Berlin April 23, 2020, April 24, 2020, April 25, 2020, April 26, 2020

https://gophercon.berlin
Tags: Golang, Go

CFP closed at  January 12, 2020 17:40 UTC
  (Local)

GopherCon Europe is back for year 3!

After two amazing years in Europe’s far north and south, the 2020 edition of GopherCon Europe will materialize right in the heart of Central Europe, the vibrant tech and art and music hub of Berlin.

The conference will take place at Festsaal Kreuzberg, a wonderful culture and event location at the Arena event site in the district of Kreuzberg, one of Berlin’s most interesting neighbourhoods and home to many tech & art events.

The venue has the famous Berlin charm, combining brick style architecture, with the interior of a Berlin club and a beer garden.

Join 600 Gophers from around the world for several brilliant pre-conference workshops, 2 days of dual-track talks alongside a special additional vintage track, followed by a great community day.

This year we are hosting the European Go Contributors Summit!

The conference will be directly followed at the same venue by the SRE conference CloudNein.

Get ready for 4 days of Go:

  • 23/04 - Pre-Conference Workshops Day

  • 24/04 - Talks Day (Dual Track + Vintage Track)

  • 25/04 - Talks Day (Dual Track + Vintage Track)

  • 26/04 - Community Day

CFP Description

The talks for GopherCon Europe have no specific theme or agenda, besides being related to the Go language, or generally interesting to a room full of Go programmers.

Successful talks tend to have a coherent narrative, be delivered by a passionate speaker, and leave the audience with concrete lessons to take back home to their friends and colleagues. Based on prior conferences, the audience will be a mix of Go beginners, intermediate users, and experts. The median attendee has 1-2 year of experience.
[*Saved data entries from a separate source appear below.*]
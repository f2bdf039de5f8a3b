//! Build script for flapjack-firmware
//!
//! Puts memory.x on the linker search path and adds the cortex-m-rt,
//! RP2040 boot2 and defmt linker scripts.

use std::env;
use std::fs::File;
use std::io::Write;
use std::path::PathBuf;

fn main() {
    let out_dir = PathBuf::from(env::var("OUT_DIR").expect("OUT_DIR is set by cargo"));

    // Copy memory.x to the output directory
    let memory_x = include_bytes!("memory.x");
    let mut f = File::create(out_dir.join("memory.x")).expect("create memory.x");
    f.write_all(memory_x).expect("write memory.x");

    // Tell rustc where to find memory.x
    println!("cargo:rustc-link-search={}", out_dir.display());

    println!("cargo:rustc-link-arg-bins=--nmagic");
    println!("cargo:rustc-link-arg-bins=-Tlink.x");
    println!("cargo:rustc-link-arg-bins=-Tlink-rp.x");
    println!("cargo:rustc-link-arg-bins=-Tdefmt.x");

    // Re-run if memory.x changes
    println!("cargo:rerun-if-changed=memory.x");
    println!("cargo:rerun-if-changed=build.rs");
}
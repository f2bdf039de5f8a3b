//! Griddle relay with heat-up/cool-down latency tracking

use crate::config::TimingConfig;
use crate::traits::HeaterOutput;

/// Griddle heater controller
///
/// Wraps a [`HeaterOutput`] and records when it was last commanded. All
/// readiness checks are time predicates over that record; nothing here
/// waits.
pub struct Griddle<H> {
    output: H,
    /// Last commanded state
    commanded: bool,
    /// When the current command was issued, `None` before the first command
    since_ms: Option<u32>,
    heatup_ms: u32,
    cooldown_ms: u32,
    watchdog_ms: u32,
}

impl<H: HeaterOutput> Griddle<H> {
    /// Create a griddle controller; the relay is forced off
    pub fn new(mut output: H, timing: &TimingConfig) -> Self {
        output.set_on(false);
        Self {
            output,
            commanded: false,
            since_ms: None,
            heatup_ms: timing.heatup_ms,
            cooldown_ms: timing.cooldown_ms,
            watchdog_ms: timing.heater_watchdog_ms(),
        }
    }

    /// Switch the relay on
    ///
    /// Commanding on while already on keeps the original timestamp, so
    /// readiness is never pushed back by a repeated command.
    pub fn command_on(&mut self, now_ms: u32) {
        if !self.commanded {
            self.commanded = true;
            self.since_ms = Some(now_ms);
        }
        self.output.set_on(true);
    }

    /// Switch the relay off
    pub fn command_off(&mut self, now_ms: u32) {
        if self.commanded {
            self.commanded = false;
            self.since_ms = Some(now_ms);
        }
        self.output.set_on(false);
    }

    /// Last commanded state
    pub fn is_commanded(&self) -> bool {
        self.commanded
    }

    /// Relay readback
    pub fn output_on(&self) -> bool {
        self.output.is_on()
    }

    /// Time since the last command, `None` before the first command
    pub fn elapsed(&self, now_ms: u32) -> Option<u32> {
        self.since_ms.map(|since| now_ms.wrapping_sub(since))
    }

    /// Griddle is hot: commanded on, relay on, and heat-up time elapsed
    pub fn is_ready(&self, now_ms: u32) -> bool {
        self.commanded
            && self.output.is_on()
            && self
                .elapsed(now_ms)
                .is_some_and(|elapsed| elapsed >= self.heatup_ms)
    }

    /// Griddle is cold: commanded off and cool-down time elapsed
    ///
    /// A griddle that was never switched on is cool.
    pub fn is_cool(&self, now_ms: u32) -> bool {
        if self.commanded {
            return false;
        }
        match self.elapsed(now_ms) {
            None => true,
            Some(elapsed) => elapsed >= self.cooldown_ms,
        }
    }

    /// Heat-up progress in permille (zero when off)
    pub fn heat_progress_permille(&self, now_ms: u32) -> u16 {
        if !self.commanded || self.heatup_ms == 0 {
            return 0;
        }
        let elapsed = self.elapsed(now_ms).unwrap_or(0).min(self.heatup_ms) as u64;
        (elapsed * 1000 / self.heatup_ms as u64) as u16
    }

    /// Heater has been on for the whole watchdog window without becoming ready
    pub fn heatup_overdue(&self, now_ms: u32) -> bool {
        self.commanded
            && !self.is_ready(now_ms)
            && self
                .elapsed(now_ms)
                .is_some_and(|elapsed| elapsed >= self.watchdog_ms)
    }

    /// Get access to the underlying output
    pub fn output(&self) -> &H {
        &self.output
    }

    /// Get mutable access to the underlying output
    pub fn output_mut(&mut self) -> &mut H {
        &mut self.output
    }
}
Vintage track is our newest addition this year!

We’d like to hear about how experience with Go’s ancestor languages affected your Go experience, what good and bad things did Go take or leave out from other language, Go’s ancestors and so on.

Go is mostly in the C family (basic syntax), with significant input from the Pascal/Modula/Oberon family (declarations, packages), plus some ideas from languages inspired by Tony Hoare’s CSP, such as Newsqueak and Limbo (concurrency). However, it is a new language across the board. In every respect the language was designed by thinking about what programmers do and how to make programming, at least the kind of programming we do, more effective, which means more fun.

We’re looking for speakers from all levels of experience. First time speakers are very welcome!